Check every line of the entries below for the word "tick", and copy the ones that have it.

[Dataset entries]
+ + + +
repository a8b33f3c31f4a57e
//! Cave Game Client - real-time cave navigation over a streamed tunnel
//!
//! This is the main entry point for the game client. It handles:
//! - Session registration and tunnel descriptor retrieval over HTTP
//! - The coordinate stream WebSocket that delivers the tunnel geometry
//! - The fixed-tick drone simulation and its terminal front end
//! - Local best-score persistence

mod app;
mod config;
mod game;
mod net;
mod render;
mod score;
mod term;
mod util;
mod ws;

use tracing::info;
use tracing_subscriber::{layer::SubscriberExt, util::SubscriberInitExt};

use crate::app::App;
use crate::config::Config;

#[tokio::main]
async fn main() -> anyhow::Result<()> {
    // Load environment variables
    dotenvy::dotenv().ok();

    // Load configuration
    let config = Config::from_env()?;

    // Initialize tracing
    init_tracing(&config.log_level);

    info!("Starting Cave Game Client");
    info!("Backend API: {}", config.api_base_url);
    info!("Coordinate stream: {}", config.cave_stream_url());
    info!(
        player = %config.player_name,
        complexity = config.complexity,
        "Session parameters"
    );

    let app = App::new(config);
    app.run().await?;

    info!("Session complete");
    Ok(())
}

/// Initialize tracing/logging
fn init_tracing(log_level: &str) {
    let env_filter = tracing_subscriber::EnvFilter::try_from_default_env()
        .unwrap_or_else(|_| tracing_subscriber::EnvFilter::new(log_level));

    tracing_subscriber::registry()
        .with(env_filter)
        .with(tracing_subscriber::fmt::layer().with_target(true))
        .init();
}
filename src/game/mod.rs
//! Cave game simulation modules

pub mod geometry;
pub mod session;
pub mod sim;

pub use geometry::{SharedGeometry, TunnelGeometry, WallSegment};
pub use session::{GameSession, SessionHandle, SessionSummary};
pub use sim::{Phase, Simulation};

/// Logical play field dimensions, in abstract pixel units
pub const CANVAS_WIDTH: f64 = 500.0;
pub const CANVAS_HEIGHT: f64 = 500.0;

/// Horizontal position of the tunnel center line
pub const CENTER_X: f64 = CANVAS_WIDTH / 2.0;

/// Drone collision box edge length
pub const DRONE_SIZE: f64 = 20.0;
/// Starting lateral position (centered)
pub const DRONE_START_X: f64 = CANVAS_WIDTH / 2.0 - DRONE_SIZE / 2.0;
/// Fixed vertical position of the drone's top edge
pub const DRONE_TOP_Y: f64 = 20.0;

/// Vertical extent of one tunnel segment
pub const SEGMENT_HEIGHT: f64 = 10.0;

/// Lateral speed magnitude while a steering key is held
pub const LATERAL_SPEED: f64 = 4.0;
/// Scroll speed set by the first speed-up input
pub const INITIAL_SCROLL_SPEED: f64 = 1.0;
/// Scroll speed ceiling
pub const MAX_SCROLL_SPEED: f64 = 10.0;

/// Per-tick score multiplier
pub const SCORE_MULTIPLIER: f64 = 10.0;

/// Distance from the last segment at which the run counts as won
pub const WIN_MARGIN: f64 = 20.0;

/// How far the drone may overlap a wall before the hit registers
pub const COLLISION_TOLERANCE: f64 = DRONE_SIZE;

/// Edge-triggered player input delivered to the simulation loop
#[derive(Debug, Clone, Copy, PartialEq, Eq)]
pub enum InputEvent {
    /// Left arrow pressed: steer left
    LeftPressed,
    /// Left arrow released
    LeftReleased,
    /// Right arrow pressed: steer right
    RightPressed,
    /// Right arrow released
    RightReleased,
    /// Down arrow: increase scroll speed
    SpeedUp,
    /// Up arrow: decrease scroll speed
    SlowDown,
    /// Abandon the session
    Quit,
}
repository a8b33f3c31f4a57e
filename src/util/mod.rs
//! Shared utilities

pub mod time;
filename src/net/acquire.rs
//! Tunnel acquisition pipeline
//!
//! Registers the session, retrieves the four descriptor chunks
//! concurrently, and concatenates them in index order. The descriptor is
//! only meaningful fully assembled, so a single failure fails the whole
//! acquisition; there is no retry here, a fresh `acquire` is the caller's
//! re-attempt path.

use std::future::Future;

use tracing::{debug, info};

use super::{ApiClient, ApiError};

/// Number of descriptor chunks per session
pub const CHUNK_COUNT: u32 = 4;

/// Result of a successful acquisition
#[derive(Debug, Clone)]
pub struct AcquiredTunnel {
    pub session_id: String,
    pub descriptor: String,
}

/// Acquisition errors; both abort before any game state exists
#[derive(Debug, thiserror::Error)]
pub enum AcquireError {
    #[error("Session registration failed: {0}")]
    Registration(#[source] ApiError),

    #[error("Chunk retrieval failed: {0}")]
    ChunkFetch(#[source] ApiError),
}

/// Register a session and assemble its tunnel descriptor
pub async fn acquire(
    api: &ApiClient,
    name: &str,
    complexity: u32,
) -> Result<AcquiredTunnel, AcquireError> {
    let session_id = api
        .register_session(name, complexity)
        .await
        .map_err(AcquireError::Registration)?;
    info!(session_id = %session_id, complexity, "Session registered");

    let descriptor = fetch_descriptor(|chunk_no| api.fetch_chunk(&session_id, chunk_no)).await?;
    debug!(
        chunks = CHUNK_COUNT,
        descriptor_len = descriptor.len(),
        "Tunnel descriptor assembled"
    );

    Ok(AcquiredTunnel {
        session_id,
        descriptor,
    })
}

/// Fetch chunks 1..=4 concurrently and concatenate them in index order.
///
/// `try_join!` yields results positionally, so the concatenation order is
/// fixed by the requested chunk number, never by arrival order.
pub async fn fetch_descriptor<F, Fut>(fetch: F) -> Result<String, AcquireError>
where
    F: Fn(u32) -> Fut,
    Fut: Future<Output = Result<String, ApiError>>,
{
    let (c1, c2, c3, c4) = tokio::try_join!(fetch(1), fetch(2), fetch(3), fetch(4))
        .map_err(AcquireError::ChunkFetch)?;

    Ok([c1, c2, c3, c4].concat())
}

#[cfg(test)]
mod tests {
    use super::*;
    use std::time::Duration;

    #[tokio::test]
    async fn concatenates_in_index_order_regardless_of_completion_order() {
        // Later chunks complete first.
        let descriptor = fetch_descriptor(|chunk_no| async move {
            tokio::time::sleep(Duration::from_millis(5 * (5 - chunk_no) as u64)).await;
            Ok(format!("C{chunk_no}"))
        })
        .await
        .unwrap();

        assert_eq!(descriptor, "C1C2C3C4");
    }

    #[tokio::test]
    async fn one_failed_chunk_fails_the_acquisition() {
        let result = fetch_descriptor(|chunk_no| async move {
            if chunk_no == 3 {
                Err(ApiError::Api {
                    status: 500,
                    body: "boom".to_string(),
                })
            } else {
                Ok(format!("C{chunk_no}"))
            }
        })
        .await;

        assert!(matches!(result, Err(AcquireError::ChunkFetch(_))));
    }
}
+ + + +
- **ANSWER TO THIS TASK**:
//! - The fixed-tick drone simulation and its terminal front end
/// Per-tick score multiplier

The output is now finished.